It didn't occur to me before that I could take a less regimented approach.  For some reason I thought there was some unwritten Sacred Rule that you had to be all official-like.  But thanks to JuJu I've decided to be more organic.  I went to Paper Tiger and bought myself a large Moleskine journal with graph paper inside.  Moleskines are oh so trendy these days, but I've been using them for years - they're the only notebooks that I've ever actually completely filled and didn't toss away halfway through coz I was bored of them.  Best of all, they always open flat, no matter where you are in the book.  They are just so comfy and easy to write in.

Anyway, I've decided to be unstructured yet structured.  On the first page I wrote "This Week" and wrote a few Mini Missions, concerning running and water intake and wearing my pedometer.  On the next page I wrote the date, then:

EXERCISE:
STEPS:
WATER:

Which is pretty self explanatory.  I can fill that in at the end of the day and get an overall picture in a Bridget Jones "units consumed" sort of way. Then underneath I just wrote down what I ate.  Below that is where it gets crazy, I crap on and on about how I felt and what I craved and when.  So far it is working brilliantly, I am getting back into that beautiful mindset where I think about what I eat instead of this mindless grazing I've been doing for months and months.

Last night I stayed at my Lovely Boy's house.  It is his birthday today and I am cooking him dinner.  Last night I was making the birthday cake in advance while he was in the recording studio with his mates - thus leaving me alone with cake batter, the bastard.  Normally if I creamed butter and sugar together I'd be sticking in my finger to taste, same goes for the block of Green & Blacks 70% Dark Chocolate melting on the stove.  Then I'd no doubt lick the bowl afterwards.  But tonight I kept thinking of my journal and didn't want to spoil the page by having to write "6.30PM - Half a cup of butter, sugar and raw eggs".  I made sure I had the sink full of hot water and washed the bowl right away.

The smell of the finished cake was incredible -- Dense Chocolate Loaf a la that saucy minx Nigella Lawson.  I was so aching to pick away at the cracked top but thought of my journal and my sister back home.  My sister is on an incredible roll at the moment, losing weight and exercising religiously.  I am happy for her but intensely jealous.  She knocked on my door at 5.55 AM yesterday to see if I was ready for our run.  I said "NO!" and dived under the covers.  "No worries, I'll go on my own," she says.  This of course spurred me into action and I was dressed in 2 minutes.  So last night I thought of her motivation streak as I stood over the chocolate cake.  I went and got my journal and sat on the couch, writing a new heading "Mantra of the Week - Would Your Sister Be Eating That?"
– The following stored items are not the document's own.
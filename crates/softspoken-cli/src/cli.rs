//! CLI definition and command dispatch for softspoken.
//!
//! ## Configuration Precedence
//!
//! Writer settings are resolved with the following precedence (highest to
//! lowest):
//! 1. CLI flags (e.g., `--width`, `--color`)
//! 2. Environment variables (`SOFTSPOKEN_WIDTH`, `SOFTSPOKEN_COLOR`, ...)
//! 3. Config file (JSON, from `--config`/`SOFTSPOKEN_CONFIG`)
//! 4. Built-in defaults

use std::path::PathBuf;
use std::process::ExitCode;
use std::thread;
use std::time::Duration;

use anyhow::{anyhow, Context};
use clap::{Parser, Subcommand, ValueEnum};
use owo_colors::OwoColorize;

use softspoken_core::theme::ThemeOverrides;
use softspoken_core::{ColorMode, SpinnerDriverKind, TableGlyphs, Wrapping, Writer, WriterConfig};

// ============================================================================
// CLI Definition
// ============================================================================

/// Version string including git commit hash
const VERSION: &str = concat!(env!("CARGO_PKG_VERSION"), " (", env!("GIT_HASH"), ")");

/// SoftSpoken – formatted, indented terminal output with spinners
#[derive(Parser, Debug)]
#[command(name = "softspoken")]
#[command(author, version = VERSION, about, long_about = None)]
#[command(propagate_version = true)]
pub struct Cli {
    /// Enable verbose output (debug logging on stderr)
    #[arg(short, long, global = true, env = "SOFTSPOKEN_VERBOSE")]
    pub verbose: bool,

    /// Path to a JSON writer configuration
    #[arg(long, global = true, env = "SOFTSPOKEN_CONFIG")]
    pub config: Option<PathBuf>,

    /// Output width: terminal, unbounded, or a column count
    #[arg(long, global = true, env = "SOFTSPOKEN_WIDTH")]
    pub width: Option<Wrapping>,

    /// Spaces per indentation level
    #[arg(long, global = true, env = "SOFTSPOKEN_INDENT")]
    pub indent: Option<usize>,

    /// Spinner animation: dot or sprite
    #[arg(long, global = true, env = "SOFTSPOKEN_DRIVER")]
    pub driver: Option<SpinnerDriverKind>,

    /// Milliseconds between spinner frames (0 disables animation)
    #[arg(long, global = true, env = "SOFTSPOKEN_INTERVAL")]
    pub interval: Option<u64>,

    /// Expanded table glyphs: plain, rules, or boxed (default: rules)
    #[arg(long, global = true, env = "SOFTSPOKEN_TABLE_GLYPHS")]
    pub table_glyphs: Option<TableGlyphs>,

    /// Color output mode: always, never, or auto (default: auto)
    #[arg(long, global = true, env = "SOFTSPOKEN_COLOR")]
    pub color: Option<ColorMode>,

    /// Theme overrides as JSON, e.g. '{"notice": "yellow"}'
    #[arg(long, global = true, env = "SOFTSPOKEN_THEME")]
    pub theme: Option<String>,

    #[command(subcommand)]
    pub command: Command,
}

/// Available commands
#[derive(Subcommand, Debug)]
pub enum Command {
    /// Show every kind of output
    Demo,

    /// Print a message
    #[command(after_help = r#"EXAMPLES:
    softspoken log Deploying to staging
    softspoken log --as error Upload failed
    softspoken log --as caption Summary"#)]
    Log {
        /// How the message is styled
        #[arg(long = "as", value_enum, default_value = "log")]
        kind: MessageKind,

        /// Message words
        #[arg(required = true)]
        message: Vec<String>,
    },

    /// Print aligned KEY=VALUE properties
    #[command(after_help = r#"EXAMPLES:
    softspoken props region=eu-west-1 replicas=3"#)]
    Props {
        /// Pairs in KEY=VALUE form
        #[arg(required = true)]
        pairs: Vec<String>,
    },

    /// Print a term and its meaning
    Define { term: String, meaning: String },

    /// Print a numbered list
    List {
        #[arg(required = true)]
        items: Vec<String>,

        /// Bullet template; `{n}` is replaced by the position
        #[arg(long)]
        bullet: Option<String>,
    },

    /// Print a table from comma-separated rows
    #[command(after_help = r#"EXAMPLES:
    softspoken table --header NAME,SIZE alpha,12KB beta,3MB
    softspoken table --expanded --header K,V a,1 b,2"#)]
    Table {
        /// Column headers
        #[arg(long, value_delimiter = ',', required = true)]
        header: Vec<String>,

        /// Rows, cells separated by commas
        rows: Vec<String>,

        /// Draw rules between rows
        #[arg(long)]
        expanded: bool,
    },

    /// Pretty-print a JSON value
    Inspect { json: String },

    /// Show a spinner for a while
    Spin {
        message: String,

        /// How long to spin
        #[arg(long, default_value_t = 1000)]
        millis: u64,

        /// Text printed instead of the elapsed time
        #[arg(long)]
        done: Option<String>,
    },
}

/// Message styles accepted by `log --as`.
#[derive(Debug, Clone, Copy, PartialEq, Eq, ValueEnum)]
pub enum MessageKind {
    Log,
    Success,
    Caption,
    Notice,
    Error,
    Debug,
}

// ============================================================================
// Entry point
// ============================================================================

/// Parse arguments, run the command and map failures to an exit code.
pub fn run() -> ExitCode {
    let cli = Cli::parse();

    // Initialize tracing subscriber
    // - Always show warnings (config issues, ticker failures)
    // - Show debug info only when --verbose is set
    // Logs go to stderr so they never mix with formatted stdout.
    let log_level = if cli.verbose { "debug" } else { "warn" };
    let filter = format!("softspoken_core={},softspoken={}", log_level, log_level);

    tracing_subscriber::fmt()
        .with_env_filter(&filter)
        .with_target(false)
        .with_writer(std::io::stderr)
        .init();

    match execute(&cli) {
        Ok(()) => ExitCode::SUCCESS,
        Err(e) => {
            eprintln!("{}", render_error(&e, cli.color.unwrap_or_default()));
            ExitCode::FAILURE
        }
    }
}

/// `[error] message` plus one `Cause:` line per source.
fn render_error(error: &anyhow::Error, color: ColorMode) -> String {
    let marker = if color.is_enabled(atty::is(atty::Stream::Stderr)) {
        "[error]".red().bold().to_string()
    } else {
        "[error]".to_string()
    };

    let mut output = format!("{marker} {error}");
    for cause in error.chain().skip(1) {
        output.push('\n');
        output.push_str(&format!("      Cause: {cause}"));
    }
    output
}

fn writer_config(cli: &Cli) -> anyhow::Result<WriterConfig> {
    let mut config = match &cli.config {
        Some(path) => {
            let json = std::fs::read_to_string(path)
                .with_context(|| format!("Failed to read {}", path.display()))?;
            WriterConfig::from_json(&json)
                .with_context(|| format!("Invalid config at {}", path.display()))?
        }
        None => WriterConfig::default(),
    };

    if let Some(width) = cli.width {
        config.output_width = width;
    }
    if let Some(spaces) = cli.indent {
        config.indentation_unit = " ".repeat(spaces);
    }
    if let Some(driver) = cli.driver {
        config.spinner_driver = driver;
    }
    if let Some(interval) = cli.interval {
        config.spinner_frame_interval_ms = interval;
    }
    if let Some(glyphs) = cli.table_glyphs {
        config.table_glyphs = glyphs;
    }
    if let Some(color) = cli.color {
        config.color = color;
    }
    if let Some(theme) = &cli.theme {
        let overrides: ThemeOverrides =
            serde_json::from_str(theme).context("--theme must be a JSON object of role: style")?;
        config.theme.extend(overrides);
    }

    tracing::debug!(?config, "resolved writer config");
    Ok(config)
}

fn execute(cli: &Cli) -> anyhow::Result<()> {
    let out = Writer::new(writer_config(cli)?).context("Failed to set up output")?;

    match &cli.command {
        Command::Demo => demo(&out)?,
        Command::Log { kind, message } => {
            let message = message.join(" ");
            match kind {
                MessageKind::Log => out.log(message)?,
                MessageKind::Success => out.success(message)?,
                MessageKind::Caption => out.caption(message)?,
                MessageKind::Notice => out.notice(message)?,
                MessageKind::Error => out.error(message)?,
                MessageKind::Debug => out.debug(message)?,
            }
        }
        Command::Props { pairs } => {
            let pairs = pairs
                .iter()
                .map(|pair| {
                    pair.split_once('=')
                        .ok_or_else(|| anyhow!("expected KEY=VALUE, got `{pair}`"))
                })
                .collect::<anyhow::Result<Vec<_>>>()?;
            out.properties(pairs)?;
        }
        Command::Define { term, meaning } => out.definition(term, meaning)?,
        Command::List { items, bullet } => out.list(items, bullet.as_deref())?,
        Command::Table {
            header,
            rows,
            expanded,
        } => {
            let rows = rows.iter().map(|row| row.split(','));
            out.table(header, rows, *expanded)?;
        }
        Command::Inspect { json } => {
            let value: serde_json::Value =
                serde_json::from_str(json).context("Input is not valid JSON")?;
            out.debug_value(&value)?;
        }
        Command::Spin {
            message,
            millis,
            done,
        } => {
            let mut spinner = out.spinner(message)?;
            thread::sleep(Duration::from_millis(*millis));
            match done {
                Some(text) => spinner.stop_with(text)?,
                None => spinner.stop()?,
            }
        }
    }

    Ok(())
}

fn demo(out: &Writer) -> anyhow::Result<()> {
    out.caption("Output")?;
    out.log("Plain log lines wrap at the output width and keep their indentation, however long they get.")?;
    out.success("Success")?;
    out.notice("Notice")?;
    out.error("Error")?;
    out.debug("Debug")?;

    out.caption("Properties")?;
    let width = out.output_width().to_string();
    out.properties([("name", "softspoken"), ("width", width.as_str())])?;
    out.definition("Definition", "A term followed by its meaning, one level deeper.")?;

    out.caption("List")?;
    out.indent();
    out.list(["fetch", "build", "test"], None)?;
    out.outdent();

    out.caption("Table")?;
    out.table(
        ["CRATE", "ROLE"],
        [
            ["softspoken-core", "layout and redraw engine"],
            ["softspoken-cli", "command-line front end"],
        ],
        true,
    )?;

    out.caption("Inspect")?;
    out.debug_value(&serde_json::json!({
        "spinner": { "driver": "sprite", "frames": ["▖", "▘", "▝", "▗"] }
    }))?;

    out.caption("Spinners")?;
    let mut first = out.spinner("Working")?;
    thread::sleep(Duration::from_millis(600));
    first.stop()?;

    let _second = out.spinner("Downloading")?;
    let _third = out.spinner("Unpacking")?;
    thread::sleep(Duration::from_millis(400));
    out.destroy_all_spinners()?;
    Ok(())
}

#[cfg(test)]
mod tests {
    use super::*;
    use clap::CommandFactory;

    #[test]
    fn test_cli_definition_is_valid() {
        Cli::command().debug_assert();
    }

    #[test]
    fn test_flags_override_defaults() {
        let cli = Cli::parse_from([
            "softspoken",
            "--width",
            "60",
            "--indent",
            "2",
            "--driver",
            "dot",
            "--table-glyphs",
            "boxed",
            "--color",
            "never",
            "--theme",
            r#"{"notice": "green"}"#,
            "demo",
        ]);
        let config = writer_config(&cli).unwrap();
        assert_eq!(config.output_width, Wrapping::Columns(60));
        assert_eq!(config.indentation_unit, "  ");
        assert_eq!(config.spinner_driver, SpinnerDriverKind::Dot);
        assert_eq!(config.table_glyphs, TableGlyphs::Boxed);
        assert_eq!(config.color, ColorMode::Never);
        assert_eq!(config.theme.len(), 1);
    }

    #[test]
    fn test_render_error_chain() {
        let err = anyhow!("inner").context("outer");
        assert_eq!(
            render_error(&err, ColorMode::Never),
            "[error] outer\n      Cause: inner"
        );
    }
}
So this journal is all over the place (just like THIS journal), but it is helping.  I've realised where I have been going wrong.  I do well while I am at home with my sister, but as soon as I am on my own or with The Boy I let things slip.  He got home at 10PM and we ended up having a slice of cake, even though the birthday isn't til today.  But when someone comes home and tells you you're gorgeous and a domestic goddess and is generally happy to see you, it is hard to remember you're trying to drop 20 kilos.  Oh fuck it, cake is sexy. Let's eat cake.

But I wrote that down in my journal today.  Just because I feel truly loved by someone for the first time in my life doesn't mean I have a green light to get lardy.  Hopefully by keeping track of all this sprawling information, I can get back to that place where I was making considered decisions about what I ate.  That's the place where I lost some serious weight. 

I, Robot

October 15, 2004

Weight loss is easy. "Eat less, move more," says Dr John Smug MD from the University of Smugtown, "That's all there is to it!".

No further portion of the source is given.